▶ **Material provided**

//! Span plumbing for session operations; without the `tracing` feature every item is inert.

// self
use crate::{
	_prelude::*,
	obs::{self, SessionOp, SessionOutcome},
};

#[cfg(feature = "tracing")]
type SpanHandle = tracing::Span;
#[cfg(not(feature = "tracing"))]
type SpanHandle = ();

#[cfg(feature = "tracing")]
/// Future returned by [`SessionSpan::instrument`].
pub type InstrumentedSession<F> = tracing::instrument::Instrumented<F>;
#[cfg(not(feature = "tracing"))]
/// Future returned by [`SessionSpan::instrument`].
pub type InstrumentedSession<F> = F;

/// Span covering one login, refresh, replay, logout, or poll.
///
/// Outcomes recorded through [`SessionSpan::record`] land both on the span's `outcome` field and
/// in the `retail_bi_client_session_total` counter.
#[derive(Clone, Debug)]
pub struct SessionSpan {
	op: SessionOp,
	handle: SpanHandle,
}
impl SessionSpan {
	/// Opens a `retail_bi_client.session` span for `op` at call site `stage`.
	pub fn new(op: SessionOp, stage: &'static str) -> Self {
		#[cfg(feature = "tracing")]
		let handle = tracing::info_span!(
			"retail_bi_client.session",
			op = op.as_str(),
			stage,
			outcome = tracing::field::Empty,
		);
		#[cfg(not(feature = "tracing"))]
		let handle = {
			let _ = stage;
		};

		Self { op, handle }
	}

	/// Operation this span belongs to.
	pub fn op(&self) -> SessionOp {
		self.op
	}

	/// Records `outcome`; the last recorded outcome wins on the span.
	pub fn record(&self, outcome: SessionOutcome) {
		#[cfg(feature = "tracing")]
		self.handle.record("outcome", outcome.as_str());

		obs::record_session_outcome(self.op, outcome);
	}

	/// Runs `f` inside the span.
	pub fn in_scope<F, R>(&self, f: F) -> R
	where
		F: FnOnce() -> R,
	{
		#[cfg(feature = "tracing")]
		{
			self.handle.in_scope(f)
		}
		#[cfg(not(feature = "tracing"))]
		{
			f()
		}
	}

	/// Attaches the span to `fut`.
	pub fn instrument<Fut>(&self, fut: Fut) -> InstrumentedSession<Fut>
	where
		Fut: Future,
	{
		#[cfg(feature = "tracing")]
		{
			tracing::Instrument::instrument(fut, self.handle.clone())
		}
		#[cfg(not(feature = "tracing"))]
		{
			fut
		}
	}
}

/// Emits a warning event when tracing is enabled.
pub(crate) fn record_warning(op: SessionOp, message: &str, error: &dyn Display) {
	#[cfg(feature = "tracing")]
	tracing::warn!(op = op.as_str(), error = %error, "{message}");
	#[cfg(not(feature = "tracing"))]
	let _ = (op, message, error);
}
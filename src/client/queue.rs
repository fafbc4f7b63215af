//! Single-flight bookkeeping for refresh exchanges.
//!
//! Every request that observes a 401 parks a [`Queued`] continuation. The first one to do so
//! while no refresh is running also receives the [`RefreshLease`] and starts the exchange. When
//! the lease settles, the in-flight flag is cleared and the queue drained under one lock, then
//! the continuations are settled in the order they were parked.

// std
use std::mem;
// crates.io
use tokio::sync::oneshot;
// self
use crate::{_prelude::*, auth::TokenSecret, error::SessionError};

type RefreshOutcome = Result<TokenSecret, SessionError>;

/// Request continuation parked behind the in-flight refresh.
#[derive(Debug)]
pub struct Queued {
	ticket: u64,
	sender: oneshot::Sender<RefreshOutcome>,
}
impl Queued {
	/// Position of this continuation in the order requests joined refreshes.
	pub fn ticket(&self) -> u64 {
		self.ticket
	}

	/// Hands the rotated access token to the parked request so it can replay.
	pub fn resolve(self, token: TokenSecret) {
		// The receiver is gone when the parked request was dropped; nothing to replay.
		let _ = self.sender.send(Ok(token));
	}

	/// Fails the parked request with the refresh error.
	pub fn reject(self, error: SessionError) {
		let _ = self.sender.send(Err(error));
	}
}

/// Outcome of joining the refresh: a place in the queue, plus the lease for the first joiner.
#[derive(Debug)]
pub(crate) struct RefreshTicket {
	pub(crate) waiter: RefreshWaiter,
	/// Present when no refresh was running; the holder must start the exchange.
	pub(crate) lease: Option<RefreshLease>,
}

#[derive(Debug, Default)]
struct RefreshState {
	in_flight: bool,
	next_ticket: u64,
	queue: Vec<Queued>,
}

/// In-flight flag plus the ordered queue of waiting requests.
#[derive(Debug, Default)]
pub(crate) struct RefreshCoordinator {
	state: Mutex<RefreshState>,
}
impl RefreshCoordinator {
	/// Parks the caller and claims the refresh if none is running. Check-and-set happens under
	/// one lock.
	pub(crate) fn join(self: &Arc<Self>) -> RefreshTicket {
		let mut state = self.state.lock();
		let (sender, receiver) = oneshot::channel();
		let ticket = state.next_ticket;

		state.next_ticket += 1;
		state.queue.push(Queued { ticket, sender });

		let lease = if state.in_flight {
			None
		} else {
			state.in_flight = true;

			Some(RefreshLease { coordinator: self.clone(), settled: false })
		};

		RefreshTicket { waiter: RefreshWaiter { ticket, receiver }, lease }
	}

	/// Whether a refresh exchange is currently running.
	pub(crate) fn is_refreshing(&self) -> bool {
		self.state.lock().in_flight
	}

	fn finish(&self) -> Vec<Queued> {
		let mut state = self.state.lock();

		state.in_flight = false;

		mem::take(&mut state.queue)
	}
}

/// Exclusive right to run the current refresh exchange.
///
/// Dropping an unsettled lease (the exchange task panicked or was aborted) clears the flag and
/// rejects the queue with [`SessionError::Abandoned`].
#[derive(Debug)]
pub(crate) struct RefreshLease {
	coordinator: Arc<RefreshCoordinator>,
	settled: bool,
}
impl RefreshLease {
	/// Releases the flag and settles every parked request with `outcome`, in enqueue order.
	/// Returns how many requests were settled.
	pub(crate) fn settle(mut self, outcome: &RefreshOutcome) -> usize {
		self.settled = true;

		let waiters = self.coordinator.finish();
		let count = waiters.len();

		for waiter in waiters {
			match outcome {
				Ok(token) => waiter.resolve(token.clone()),
				Err(err) => waiter.reject(err.clone()),
			}
		}

		count
	}
}
impl Drop for RefreshLease {
	fn drop(&mut self) {
		if self.settled {
			return;
		}

		for waiter in self.coordinator.finish() {
			waiter.reject(SessionError::Abandoned);
		}
	}
}

/// Receiving half of a [`Queued`] continuation.
#[derive(Debug)]
pub(crate) struct RefreshWaiter {
	ticket: u64,
	receiver: oneshot::Receiver<RefreshOutcome>,
}
impl RefreshWaiter {
	#[cfg(test)]
	fn ticket(&self) -> u64 {
		self.ticket
	}

	pub(crate) async fn wait(self) -> RefreshOutcome {
		match self.receiver.await {
			Ok(outcome) => outcome,
			Err(_) => Err(SessionError::Abandoned),
		}
	}
}

#[cfg(test)]
mod tests {
	// self
	use super::*;

	fn leader(coordinator: &Arc<RefreshCoordinator>) -> (RefreshLease, RefreshWaiter) {
		let RefreshTicket { waiter, lease } = coordinator.join();

		(lease.expect("Expected the first joiner to lead."), waiter)
	}

	fn follower(coordinator: &Arc<RefreshCoordinator>) -> RefreshWaiter {
		let RefreshTicket { waiter, lease } = coordinator.join();

		assert!(lease.is_none(), "Expected a follower ticket.");

		waiter
	}

	#[tokio::test]
	async fn only_first_join_leads_and_everyone_shares_the_token() {
		let coordinator = Arc::new(RefreshCoordinator::default());
		let (lease, own) = leader(&coordinator);
		let first = follower(&coordinator);
		let second = follower(&coordinator);

		assert!(coordinator.is_refreshing());
		assert_eq!(lease.settle(&Ok(TokenSecret::new("t2"))), 3);
		assert!(!coordinator.is_refreshing());

		for waiter in [own, first, second] {
			assert_eq!(waiter.wait().await, Ok(TokenSecret::new("t2")));
		}

		let _next = leader(&coordinator);
	}

	#[tokio::test]
	async fn failures_reach_every_waiter() {
		let coordinator = Arc::new(RefreshCoordinator::default());
		let (lease, own) = leader(&coordinator);
		let waiter = follower(&coordinator);
		let error = SessionError::Rejected { status: 401, message: "expired".into() };

		lease.settle(&Err(error.clone()));

		assert_eq!(own.wait().await, Err(error.clone()));
		assert_eq!(waiter.wait().await, Err(error));
	}

	#[tokio::test]
	async fn dropped_lease_releases_flag_and_rejects_queue() {
		let coordinator = Arc::new(RefreshCoordinator::default());
		let (lease, _own) = leader(&coordinator);
		let waiter = follower(&coordinator);

		drop(lease);

		assert!(!coordinator.is_refreshing());
		assert_eq!(waiter.wait().await, Err(SessionError::Abandoned));
	}

	#[test]
	fn queue_drains_in_join_order() {
		let coordinator = Arc::new(RefreshCoordinator::default());
		let (lease, own) = leader(&coordinator);
		let mut joined = vec![own.ticket()];

		for _ in 0..4 {
			joined.push(follower(&coordinator).ticket());
		}

		let drained = coordinator.finish().iter().map(Queued::ticket).collect::<Vec<_>>();

		assert_eq!(drained, joined);
		assert!(drained.windows(2).all(|pair| pair[0] < pair[1]));
		// Already drained; settling finds nobody left.
		assert_eq!(lease.settle(&Ok(TokenSecret::new("t2"))), 0);
	}
}
//! Keyboard handling for the HUD.
//!
//! Converts raw `crossterm` key events into mutations on [`HudState`]: tab
//! switching, row/column/locomotive paging, full-screen toggle, and quit.
//! All handlers are synchronous; paging commands clamp inside the cursor and
//! out-of-range presses are silent no-ops. Gating lives here: row paging is
//! disabled while a fixed-size sub-view is pinned, and locomotive paging is
//! disabled for single-locomotive consists.

use crossterm::event::{Event as CEvent, KeyCode, KeyEventKind, KeyModifiers};

use crate::state::{HudState, HudTab};

/// Dispatch a single input event, mutating [`HudState`].
///
/// Returns `true` to signal the application should exit.
pub fn handle_event(ev: CEvent, app: &mut HudState) -> bool {
    let CEvent::Key(ke) = ev else {
        return false;
    };
    if ke.kind != KeyEventKind::Press {
        return false;
    }

    match ke.code {
        KeyCode::Char('c') if ke.modifiers.contains(KeyModifiers::CONTROL) => return true,
        KeyCode::Char('q') | KeyCode::Esc => return true,

        KeyCode::Tab => app.set_tab(app.tab.next()),
        KeyCode::BackTab => app.set_tab(app.tab.prev()),
        KeyCode::Char(c @ '1'..='5') => {
            let idx = (c as usize) - ('1' as usize);
            app.set_tab(HudTab::from_index(idx));
        }

        KeyCode::PageDown => {
            if !app.sub_view_pinned {
                app.cursor.page_down();
            }
        }
        KeyCode::PageUp => app.cursor.page_up(),
        KeyCode::Right => app.cursor.page_right(),
        KeyCode::Left => app.cursor.page_left(),

        KeyCode::Char('n') | KeyCode::Char(']') => {
            if app.train.loco_paging_allowed() {
                app.cursor.next_loco();
            }
        }
        KeyCode::Char('p') | KeyCode::Char('[') => {
            if app.train.loco_paging_allowed() {
                app.cursor.prev_loco();
            }
        }

        KeyCode::Char('f') => app.cursor.toggle_full_screen(),
        KeyCode::Char('b') => {
            if app.tab == HudTab::Brake {
                app.sub_view_pinned = !app.sub_view_pinned;
            }
        }
        _ => {}
    }
    false
}

#[cfg(test)]
mod tests {
    use super::*;
    use crate::consist::CarKind;
    use crate::state::types::LocoKind;
    use crossterm::event::{KeyEvent, KeyEventState};

    fn key(code: KeyCode) -> CEvent {
        CEvent::Key(KeyEvent {
            code,
            modifiers: KeyModifiers::NONE,
            kind: KeyEventKind::Press,
            state: KeyEventState::NONE,
        })
    }

    /// What: Quit keys end the loop, others do not
    ///
    /// - Input: `q`, `Esc`, `Ctrl+C`, and a paging key
    /// - Output: `true` for the first three, `false` otherwise
    #[test]
    fn events_quit_keys() {
        let mut app = HudState::default();
        assert!(handle_event(key(KeyCode::Char('q')), &mut app));
        assert!(handle_event(key(KeyCode::Esc), &mut app));
        let ctrl_c = CEvent::Key(KeyEvent {
            code: KeyCode::Char('c'),
            modifiers: KeyModifiers::CONTROL,
            kind: KeyEventKind::Press,
            state: KeyEventState::NONE,
        });
        assert!(handle_event(ctrl_c, &mut app));
        assert!(!handle_event(key(KeyCode::PageDown), &mut app));
    }

    /// What: Key releases are ignored
    ///
    /// - Input: A `q` release event
    /// - Output: No exit
    #[test]
    fn events_ignores_release() {
        let mut app = HudState::default();
        let release = CEvent::Key(KeyEvent {
            code: KeyCode::Char('q'),
            modifiers: KeyModifiers::NONE,
            kind: KeyEventKind::Release,
            state: KeyEventState::NONE,
        });
        assert!(!handle_event(release, &mut app));
    }

    /// What: Tab keys cycle tabs and digits jump directly
    ///
    /// - Input: `Tab`, then `4`
    /// - Output: Consist tab, then Brake tab
    #[test]
    fn events_tab_switching() {
        let mut app = HudState::default();
        handle_event(key(KeyCode::Tab), &mut app);
        assert_eq!(app.tab, HudTab::Consist);
        handle_event(key(KeyCode::Char('4')), &mut app);
        assert_eq!(app.tab, HudTab::Brake);
    }

    /// What: Row paging is gated by the pinned sub-view
    ///
    /// - Input: PageDown with and without the pin
    /// - Output: No movement while pinned, movement after unpinning
    #[test]
    fn events_page_down_gated_by_pin() {
        let mut app = HudState::default();
        app.cursor.total_row_pages = 3;
        app.sub_view_pinned = true;
        handle_event(key(KeyCode::PageDown), &mut app);
        assert_eq!(app.cursor.row_page, 1);
        app.sub_view_pinned = false;
        handle_event(key(KeyCode::PageDown), &mut app);
        assert_eq!(app.cursor.row_page, 2);
    }

    /// What: Locomotive paging is a permanent no-op for one locomotive
    ///
    /// - Input: A single-locomotive consist and repeated Next/Prev presses
    /// - Output: `loco_page` and its total never move
    #[test]
    fn events_single_loco_paging_disabled() {
        let mut app = HudState::default();
        app.train
            .cars
            .retain(|c| !matches!(c.kind, CarKind::Loco(LocoKind::Electric)));
        assert_eq!(app.train.locomotive_count(), 1);
        let before = app.cursor;
        for _ in 0..4 {
            handle_event(key(KeyCode::Char('n')), &mut app);
            handle_event(key(KeyCode::Char('p')), &mut app);
        }
        assert_eq!(app.cursor, before);
    }

    /// What: The pin toggle only applies on the Brake tab
    ///
    /// - Input: `b` on Common, then `b` on Brake
    /// - Output: Unpinned, then pinned
    #[test]
    fn events_pin_only_on_brake_tab() {
        let mut app = HudState::default();
        handle_event(key(KeyCode::Char('b')), &mut app);
        assert!(!app.sub_view_pinned);
        app.set_tab(HudTab::Brake);
        handle_event(key(KeyCode::Char('b')), &mut app);
        assert!(app.sub_view_pinned);
    }
}
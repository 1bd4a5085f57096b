//! Line fitter: how many data rows fit per page, and how many pages result.

/// Result of fitting content rows into a viewport.
#[derive(Clone, Copy, Debug, PartialEq, Eq)]
pub struct RowPaging {
    /// Data rows shown per page, always at least 1.
    pub rows_per_page: usize,
    /// Total row pages, always at least 1.
    pub total_pages: usize,
}

/// Compute row paging for a viewport.
///
/// Inputs:
/// - `content_rows`: data rows below the headers
/// - `header_rows`: rows already consumed by headers on every page
/// - `viewport_rows`: total text rows the viewport can hold
///
/// Output: rows per page (clamped to at least 1 so a tiny viewport never
/// divides by zero) and the page count, computed with ceiling division.
/// One row is reserved for the navigation label line.
pub fn row_paging(content_rows: usize, header_rows: usize, viewport_rows: usize) -> RowPaging {
    let rows_per_page = viewport_rows
        .saturating_sub(header_rows)
        .saturating_sub(1)
        .max(1);
    let total_pages = if content_rows <= rows_per_page {
        1
    } else {
        content_rows.div_ceil(rows_per_page)
    };
    RowPaging {
        rows_per_page,
        total_pages,
    }
}

impl RowPaging {
    /// Half-open content-row range `[start, end)` shown by 1-based `page`.
    pub fn page_bounds(&self, page: usize, content_rows: usize) -> (usize, usize) {
        let page = page.clamp(1, self.total_pages);
        let start = (page - 1) * self.rows_per_page;
        let end = (start + self.rows_per_page).min(content_rows);
        (start.min(end), end)
    }
}

#[cfg(test)]
mod tests {
    use super::*;

    /// What: Row paging of a long table into a 10-line viewport
    ///
    /// - Input: 23 content rows, 2 header rows, 10 viewport rows
    /// - Output: 7 rows per page, 4 pages; page 3 covers rows 15-21 and
    ///   page 4 covers rows 22-23 (1-indexed)
    #[test]
    fn rows_scenario_23_rows_in_10_line_viewport() {
        let p = row_paging(23, 2, 10);
        assert_eq!(p.rows_per_page, 7);
        assert_eq!(p.total_pages, 4);
        assert_eq!(p.page_bounds(3, 23), (14, 21));
        assert_eq!(p.page_bounds(4, 23), (21, 23));
    }

    /// What: Page count is non-decreasing in content size
    ///
    /// - Input: Content sizes 0..=200 against a fixed viewport
    /// - Output: `total_pages` never decreases
    #[test]
    fn rows_page_count_monotonic() {
        let mut last = 0;
        for content in 0..=200 {
            let p = row_paging(content, 2, 12);
            assert!(p.total_pages >= last, "regressed at {content}");
            last = p.total_pages;
        }
    }

    /// What: Degenerate viewports clamp to one row per page, never zero
    ///
    /// - Input: Viewports smaller than the header block
    /// - Output: `rows_per_page == 1`, page count equals content rows
    #[test]
    fn rows_tiny_viewport_clamps() {
        let p = row_paging(5, 4, 3);
        assert_eq!(p.rows_per_page, 1);
        assert_eq!(p.total_pages, 5);
        let q = row_paging(0, 0, 0);
        assert_eq!(q.rows_per_page, 1);
        assert_eq!(q.total_pages, 1);
    }

    /// What: Content that exactly fills a page needs exactly one page
    ///
    /// - Input: Content equal to, one less than, and one more than a page
    /// - Output: 1, 1, and 2 pages respectively
    #[test]
    fn rows_exact_fit_boundaries() {
        let p = row_paging(7, 2, 10);
        assert_eq!(p.total_pages, 1);
        assert_eq!(row_paging(6, 2, 10).total_pages, 1);
        assert_eq!(row_paging(8, 2, 10).total_pages, 2);
    }

    /// What: Out-of-range page indices clamp in `page_bounds`
    ///
    /// - Input: Page 0 and page 99 for small content
    /// - Output: First and last page ranges
    #[test]
    fn rows_page_bounds_clamp() {
        let p = row_paging(10, 0, 6);
        assert_eq!(p.page_bounds(0, 10), (0, 5));
        assert_eq!(p.page_bounds(99, 10), (5, 10));
    }
}
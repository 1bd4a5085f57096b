//! Consist model and status producers for the HUD tables.
//!
//! The physics simulation is an external collaborator; this module carries
//! the structured state the viewer consumes: a [`Train`] of [`Car`]s with
//! capability tags (locomotive kind, brake system) and the per-tab table
//! builders. A demo consist plus JSON snapshot loading make the binary
//! runnable without a simulator, and a tick function perturbs demo values so
//! the HUD visibly refreshes.

use serde::{Deserialize, Serialize};
use std::path::Path;

use crate::hud::table::{self, StatusSource, StatusTable};
use crate::state::types::{BrakeSystem, HudTab, LocoKind, Severity, StatusCell, StatusLine};

/// What a car is: powered or unpowered.
#[derive(Clone, Copy, Debug, PartialEq, Eq, Serialize, Deserialize)]
pub enum CarKind {
    /// Unpowered wagon.
    Wagon,
    /// Locomotive of the given kind.
    Loco(LocoKind),
}

impl CarKind {
    /// Short label for table rows.
    pub fn label(self) -> &'static str {
        match self {
            CarKind::Wagon => "Wagon",
            CarKind::Loco(k) => k.label(),
        }
    }
}

/// One vehicle of the consist with its reported state.
///
/// Numeric fields are meaningful per kind (boiler pressure for steam, RPM
/// for diesel, line voltage for electric); irrelevant fields stay at their
/// defaults and are simply not shown.
#[derive(Clone, Debug, Serialize, Deserialize)]
pub struct Car {
    /// Reporting mark / running number.
    pub id: String,
    /// Powered or unpowered, and which traction kind.
    pub kind: CarKind,
    /// Fitted brake system; selects the brake-table header set.
    pub brake: BrakeSystem,
    /// Gross mass in tonnes.
    #[serde(default)]
    pub mass_t: f64,
    /// Load as a percentage of capacity.
    #[serde(default)]
    pub load_pct: f64,
    /// Brake cylinder pressure, psi (air brake).
    #[serde(default)]
    pub brake_cyl_psi: f64,
    /// Brake pipe pressure, psi (air brake).
    #[serde(default)]
    pub brake_pipe_psi: f64,
    /// Train pipe vacuum, inHg (vacuum brake).
    #[serde(default)]
    pub vacuum_inhg: f64,
    /// Main reservoir pressure, psi (locomotives).
    #[serde(default)]
    pub main_res_psi: f64,
    /// Throttle setting, percent (locomotives).
    #[serde(default)]
    pub throttle_pct: f64,
    /// Engine speed, RPM (diesel).
    #[serde(default)]
    pub rpm: f64,
    /// Boiler pressure, psi (steam).
    #[serde(default)]
    pub boiler_psi: f64,
    /// Line voltage, kV (electric).
    #[serde(default)]
    pub line_kv: f64,
    /// Coupler force, kN.
    #[serde(default)]
    pub coupler_kn: f64,
    /// Wheelslip indicator (locomotives).
    #[serde(default)]
    pub wheelslip: bool,
    /// Handbrake applied.
    #[serde(default)]
    pub handbrake: bool,
    /// Telemetry offline: the car reports no brake status at all.
    #[serde(default)]
    pub offline: bool,
}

▶ **Directions**
Copy out every line of the listing where the word "than" occurs.

▶ **Finished exercise**
    /// - Input: Viewports smaller than the header block
    /// - Input: Content equal to, one less than, and one more than a page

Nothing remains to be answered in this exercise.